*DATASET ENTRIES*
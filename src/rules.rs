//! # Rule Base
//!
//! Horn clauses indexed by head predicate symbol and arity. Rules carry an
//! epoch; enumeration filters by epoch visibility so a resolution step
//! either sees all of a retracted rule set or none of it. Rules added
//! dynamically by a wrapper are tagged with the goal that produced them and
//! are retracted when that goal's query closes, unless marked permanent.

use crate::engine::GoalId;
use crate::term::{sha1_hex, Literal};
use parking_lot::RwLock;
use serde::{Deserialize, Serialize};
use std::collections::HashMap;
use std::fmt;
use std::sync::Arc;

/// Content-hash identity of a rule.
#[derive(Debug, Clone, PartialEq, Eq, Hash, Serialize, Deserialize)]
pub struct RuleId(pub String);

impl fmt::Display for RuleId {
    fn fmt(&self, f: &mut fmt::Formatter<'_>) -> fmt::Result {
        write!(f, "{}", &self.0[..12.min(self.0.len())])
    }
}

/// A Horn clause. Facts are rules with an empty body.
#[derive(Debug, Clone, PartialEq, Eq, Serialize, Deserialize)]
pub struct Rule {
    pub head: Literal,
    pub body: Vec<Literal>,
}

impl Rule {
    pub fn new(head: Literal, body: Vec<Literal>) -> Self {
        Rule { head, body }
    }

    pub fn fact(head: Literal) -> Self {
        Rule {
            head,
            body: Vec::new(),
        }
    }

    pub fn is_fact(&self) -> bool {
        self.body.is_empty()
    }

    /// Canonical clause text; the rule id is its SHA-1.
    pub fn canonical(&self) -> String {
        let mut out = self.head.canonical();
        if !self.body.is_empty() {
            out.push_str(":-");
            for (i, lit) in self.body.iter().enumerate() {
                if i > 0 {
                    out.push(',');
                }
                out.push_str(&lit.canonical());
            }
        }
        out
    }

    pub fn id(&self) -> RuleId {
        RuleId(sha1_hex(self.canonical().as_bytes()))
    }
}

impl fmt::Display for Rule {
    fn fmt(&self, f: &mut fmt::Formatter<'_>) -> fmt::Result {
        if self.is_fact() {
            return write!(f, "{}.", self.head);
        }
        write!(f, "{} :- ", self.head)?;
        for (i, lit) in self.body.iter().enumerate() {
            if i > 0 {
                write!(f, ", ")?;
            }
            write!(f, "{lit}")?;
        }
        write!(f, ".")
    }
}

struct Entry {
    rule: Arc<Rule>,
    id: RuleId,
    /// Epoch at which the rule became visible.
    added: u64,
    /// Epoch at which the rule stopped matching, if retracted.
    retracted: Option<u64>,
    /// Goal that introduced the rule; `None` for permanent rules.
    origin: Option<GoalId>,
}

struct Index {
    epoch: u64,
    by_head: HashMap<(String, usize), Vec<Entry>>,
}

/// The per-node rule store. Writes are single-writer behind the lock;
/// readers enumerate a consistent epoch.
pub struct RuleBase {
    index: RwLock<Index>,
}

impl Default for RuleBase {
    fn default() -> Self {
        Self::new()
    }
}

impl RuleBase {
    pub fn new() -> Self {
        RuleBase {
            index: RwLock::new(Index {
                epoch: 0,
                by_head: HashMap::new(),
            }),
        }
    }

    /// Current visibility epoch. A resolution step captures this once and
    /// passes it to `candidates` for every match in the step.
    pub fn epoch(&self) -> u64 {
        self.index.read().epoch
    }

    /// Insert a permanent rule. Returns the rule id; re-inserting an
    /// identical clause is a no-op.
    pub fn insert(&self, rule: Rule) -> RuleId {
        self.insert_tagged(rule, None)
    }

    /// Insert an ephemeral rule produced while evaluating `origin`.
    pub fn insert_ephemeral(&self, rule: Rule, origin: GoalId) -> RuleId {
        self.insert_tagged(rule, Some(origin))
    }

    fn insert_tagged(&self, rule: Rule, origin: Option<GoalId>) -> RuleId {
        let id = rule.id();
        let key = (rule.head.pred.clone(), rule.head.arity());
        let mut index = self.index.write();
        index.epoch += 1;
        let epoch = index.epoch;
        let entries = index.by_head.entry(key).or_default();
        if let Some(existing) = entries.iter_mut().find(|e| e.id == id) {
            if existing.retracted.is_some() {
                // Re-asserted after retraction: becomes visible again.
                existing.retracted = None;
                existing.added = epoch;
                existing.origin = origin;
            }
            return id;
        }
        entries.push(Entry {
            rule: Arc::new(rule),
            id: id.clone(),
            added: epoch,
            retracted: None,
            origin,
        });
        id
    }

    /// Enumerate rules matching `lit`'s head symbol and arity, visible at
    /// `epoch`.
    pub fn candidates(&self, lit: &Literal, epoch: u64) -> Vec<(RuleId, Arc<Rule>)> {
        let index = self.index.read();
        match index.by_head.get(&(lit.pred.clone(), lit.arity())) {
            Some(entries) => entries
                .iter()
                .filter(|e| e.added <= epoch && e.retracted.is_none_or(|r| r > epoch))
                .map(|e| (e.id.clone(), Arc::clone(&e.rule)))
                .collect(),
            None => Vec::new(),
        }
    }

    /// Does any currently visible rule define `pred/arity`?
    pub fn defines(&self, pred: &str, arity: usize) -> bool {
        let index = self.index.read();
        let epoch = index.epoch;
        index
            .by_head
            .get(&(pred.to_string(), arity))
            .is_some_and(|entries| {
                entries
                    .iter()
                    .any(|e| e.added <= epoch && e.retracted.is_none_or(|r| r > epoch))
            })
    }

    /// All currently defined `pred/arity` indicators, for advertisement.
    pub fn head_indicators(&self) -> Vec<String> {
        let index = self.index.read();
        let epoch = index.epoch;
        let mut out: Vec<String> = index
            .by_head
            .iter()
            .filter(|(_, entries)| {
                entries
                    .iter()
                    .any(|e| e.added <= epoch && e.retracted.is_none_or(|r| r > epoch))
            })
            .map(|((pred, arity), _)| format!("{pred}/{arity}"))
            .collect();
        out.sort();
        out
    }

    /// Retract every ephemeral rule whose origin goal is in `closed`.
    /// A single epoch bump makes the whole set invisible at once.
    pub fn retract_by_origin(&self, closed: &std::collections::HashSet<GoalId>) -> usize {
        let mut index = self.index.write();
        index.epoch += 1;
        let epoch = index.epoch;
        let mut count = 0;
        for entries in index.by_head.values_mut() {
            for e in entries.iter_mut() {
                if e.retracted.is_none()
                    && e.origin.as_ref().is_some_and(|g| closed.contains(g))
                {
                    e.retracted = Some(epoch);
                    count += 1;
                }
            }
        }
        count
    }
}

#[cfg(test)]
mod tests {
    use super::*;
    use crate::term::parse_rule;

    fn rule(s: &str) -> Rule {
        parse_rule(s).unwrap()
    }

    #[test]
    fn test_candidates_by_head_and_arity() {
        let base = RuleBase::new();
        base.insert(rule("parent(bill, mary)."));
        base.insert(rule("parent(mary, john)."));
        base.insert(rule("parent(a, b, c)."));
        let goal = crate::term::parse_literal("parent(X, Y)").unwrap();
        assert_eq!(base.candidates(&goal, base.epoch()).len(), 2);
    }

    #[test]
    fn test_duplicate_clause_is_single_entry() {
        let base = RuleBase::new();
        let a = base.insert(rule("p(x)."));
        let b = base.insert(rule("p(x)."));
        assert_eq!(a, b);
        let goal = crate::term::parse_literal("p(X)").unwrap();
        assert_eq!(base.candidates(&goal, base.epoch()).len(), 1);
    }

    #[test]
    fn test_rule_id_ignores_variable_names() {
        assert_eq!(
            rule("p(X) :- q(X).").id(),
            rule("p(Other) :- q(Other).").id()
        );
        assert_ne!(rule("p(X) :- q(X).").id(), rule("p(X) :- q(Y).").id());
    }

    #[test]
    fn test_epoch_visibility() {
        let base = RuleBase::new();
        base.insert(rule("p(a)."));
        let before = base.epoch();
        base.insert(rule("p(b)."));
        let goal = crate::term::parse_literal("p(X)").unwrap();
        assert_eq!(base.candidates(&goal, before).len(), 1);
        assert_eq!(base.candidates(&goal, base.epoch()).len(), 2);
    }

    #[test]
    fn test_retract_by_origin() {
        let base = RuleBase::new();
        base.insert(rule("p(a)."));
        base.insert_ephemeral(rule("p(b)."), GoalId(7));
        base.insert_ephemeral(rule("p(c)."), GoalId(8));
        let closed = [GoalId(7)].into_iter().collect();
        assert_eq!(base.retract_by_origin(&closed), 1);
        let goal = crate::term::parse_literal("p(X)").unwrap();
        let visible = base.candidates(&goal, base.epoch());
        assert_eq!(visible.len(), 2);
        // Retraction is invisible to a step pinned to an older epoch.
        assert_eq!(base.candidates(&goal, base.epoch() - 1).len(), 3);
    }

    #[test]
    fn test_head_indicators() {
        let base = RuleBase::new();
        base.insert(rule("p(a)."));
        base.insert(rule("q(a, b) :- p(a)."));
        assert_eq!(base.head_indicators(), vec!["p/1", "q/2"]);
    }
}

--

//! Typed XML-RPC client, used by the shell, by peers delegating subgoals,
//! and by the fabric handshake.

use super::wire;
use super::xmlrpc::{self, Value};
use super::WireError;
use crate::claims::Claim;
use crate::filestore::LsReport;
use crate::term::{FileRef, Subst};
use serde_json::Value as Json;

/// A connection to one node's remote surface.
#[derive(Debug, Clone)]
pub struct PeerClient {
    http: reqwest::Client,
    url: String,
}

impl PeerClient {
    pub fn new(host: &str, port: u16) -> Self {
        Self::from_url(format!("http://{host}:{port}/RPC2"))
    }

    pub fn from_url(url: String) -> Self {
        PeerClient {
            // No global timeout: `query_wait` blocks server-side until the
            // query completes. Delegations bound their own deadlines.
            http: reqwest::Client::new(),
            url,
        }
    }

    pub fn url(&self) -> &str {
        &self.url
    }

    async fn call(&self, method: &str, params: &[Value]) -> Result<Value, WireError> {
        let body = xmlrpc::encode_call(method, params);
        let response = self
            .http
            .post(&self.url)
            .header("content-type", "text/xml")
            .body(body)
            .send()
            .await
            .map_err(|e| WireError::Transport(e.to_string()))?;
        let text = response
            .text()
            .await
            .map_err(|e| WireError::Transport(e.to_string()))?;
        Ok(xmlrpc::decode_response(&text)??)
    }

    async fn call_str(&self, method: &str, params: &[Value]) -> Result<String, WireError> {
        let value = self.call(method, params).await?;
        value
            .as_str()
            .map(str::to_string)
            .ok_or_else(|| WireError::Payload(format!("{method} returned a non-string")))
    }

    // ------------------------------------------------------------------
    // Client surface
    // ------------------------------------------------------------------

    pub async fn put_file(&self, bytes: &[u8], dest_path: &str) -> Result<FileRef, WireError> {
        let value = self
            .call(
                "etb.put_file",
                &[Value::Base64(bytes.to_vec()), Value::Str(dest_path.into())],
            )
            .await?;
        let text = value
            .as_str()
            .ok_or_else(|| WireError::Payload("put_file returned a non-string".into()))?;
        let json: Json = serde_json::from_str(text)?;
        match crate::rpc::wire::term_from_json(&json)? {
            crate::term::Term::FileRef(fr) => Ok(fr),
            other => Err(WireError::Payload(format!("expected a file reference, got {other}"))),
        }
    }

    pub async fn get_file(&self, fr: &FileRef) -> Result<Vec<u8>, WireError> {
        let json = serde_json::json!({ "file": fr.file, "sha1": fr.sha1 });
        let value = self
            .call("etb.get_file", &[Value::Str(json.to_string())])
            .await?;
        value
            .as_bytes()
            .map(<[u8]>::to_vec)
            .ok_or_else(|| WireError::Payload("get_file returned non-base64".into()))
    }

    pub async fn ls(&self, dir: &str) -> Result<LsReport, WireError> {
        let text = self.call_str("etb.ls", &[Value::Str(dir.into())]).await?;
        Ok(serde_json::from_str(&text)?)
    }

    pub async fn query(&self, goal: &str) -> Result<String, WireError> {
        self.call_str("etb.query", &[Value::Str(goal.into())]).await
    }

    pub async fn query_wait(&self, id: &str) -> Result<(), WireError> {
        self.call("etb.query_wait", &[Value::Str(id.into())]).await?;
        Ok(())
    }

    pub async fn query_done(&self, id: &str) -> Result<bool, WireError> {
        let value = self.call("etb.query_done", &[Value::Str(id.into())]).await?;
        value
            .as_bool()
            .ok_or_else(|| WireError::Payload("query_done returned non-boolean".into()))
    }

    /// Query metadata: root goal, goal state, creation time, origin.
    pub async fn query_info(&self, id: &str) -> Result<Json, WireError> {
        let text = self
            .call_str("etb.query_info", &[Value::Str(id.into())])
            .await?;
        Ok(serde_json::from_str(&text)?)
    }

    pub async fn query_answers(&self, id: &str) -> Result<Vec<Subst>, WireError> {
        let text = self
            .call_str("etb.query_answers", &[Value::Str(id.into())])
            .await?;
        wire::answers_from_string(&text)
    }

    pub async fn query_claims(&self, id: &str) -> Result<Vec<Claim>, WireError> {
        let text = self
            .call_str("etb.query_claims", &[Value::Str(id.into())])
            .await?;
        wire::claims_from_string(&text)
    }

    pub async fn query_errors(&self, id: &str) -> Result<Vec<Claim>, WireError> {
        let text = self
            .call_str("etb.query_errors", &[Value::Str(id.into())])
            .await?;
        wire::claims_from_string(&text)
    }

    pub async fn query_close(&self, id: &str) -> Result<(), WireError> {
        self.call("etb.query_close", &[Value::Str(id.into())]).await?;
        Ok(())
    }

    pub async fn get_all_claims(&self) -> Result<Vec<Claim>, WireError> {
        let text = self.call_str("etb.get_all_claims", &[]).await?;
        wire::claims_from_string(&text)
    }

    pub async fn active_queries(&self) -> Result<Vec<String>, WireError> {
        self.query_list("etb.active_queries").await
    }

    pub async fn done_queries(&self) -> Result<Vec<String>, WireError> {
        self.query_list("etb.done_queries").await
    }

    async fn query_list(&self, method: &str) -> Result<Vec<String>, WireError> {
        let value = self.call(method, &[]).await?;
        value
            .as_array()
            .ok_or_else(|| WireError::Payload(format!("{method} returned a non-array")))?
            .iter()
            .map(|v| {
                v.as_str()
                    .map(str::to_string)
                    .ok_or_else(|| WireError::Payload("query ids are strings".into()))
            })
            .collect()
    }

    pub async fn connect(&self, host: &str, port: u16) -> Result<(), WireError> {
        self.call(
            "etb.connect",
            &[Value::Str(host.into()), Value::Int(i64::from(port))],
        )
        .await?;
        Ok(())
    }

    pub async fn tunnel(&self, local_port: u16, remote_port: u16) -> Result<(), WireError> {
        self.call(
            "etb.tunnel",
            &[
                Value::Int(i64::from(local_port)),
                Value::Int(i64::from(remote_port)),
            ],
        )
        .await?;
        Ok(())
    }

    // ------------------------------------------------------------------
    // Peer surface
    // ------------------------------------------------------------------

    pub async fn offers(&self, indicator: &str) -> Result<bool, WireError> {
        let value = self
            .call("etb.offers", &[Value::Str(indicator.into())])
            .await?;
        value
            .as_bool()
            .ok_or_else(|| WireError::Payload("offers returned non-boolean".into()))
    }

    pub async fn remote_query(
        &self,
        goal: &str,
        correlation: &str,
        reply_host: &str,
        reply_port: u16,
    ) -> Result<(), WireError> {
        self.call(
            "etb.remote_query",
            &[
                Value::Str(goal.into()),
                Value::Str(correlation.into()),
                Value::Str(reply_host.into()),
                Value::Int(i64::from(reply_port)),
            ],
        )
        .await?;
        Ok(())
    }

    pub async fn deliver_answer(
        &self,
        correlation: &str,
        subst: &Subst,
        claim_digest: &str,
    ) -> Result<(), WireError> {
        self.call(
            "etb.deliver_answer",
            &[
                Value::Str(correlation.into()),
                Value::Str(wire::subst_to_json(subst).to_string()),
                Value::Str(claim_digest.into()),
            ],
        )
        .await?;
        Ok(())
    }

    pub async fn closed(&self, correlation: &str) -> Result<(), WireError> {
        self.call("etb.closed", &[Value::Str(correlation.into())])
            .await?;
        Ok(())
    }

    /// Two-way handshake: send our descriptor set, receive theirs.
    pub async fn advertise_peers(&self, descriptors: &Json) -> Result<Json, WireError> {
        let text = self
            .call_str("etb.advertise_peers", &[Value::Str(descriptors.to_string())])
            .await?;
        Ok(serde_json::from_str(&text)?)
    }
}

*TASK*
Copy each line of the data that contains the word "derive", leaving the other lines out.

*ANSWER TO THIS TASK*
#[derive(Debug, Clone, PartialEq, Eq, Hash, Serialize, Deserialize)]
#[derive(Debug, Clone, PartialEq, Eq, Serialize, Deserialize)]
#[derive(Debug, Clone)]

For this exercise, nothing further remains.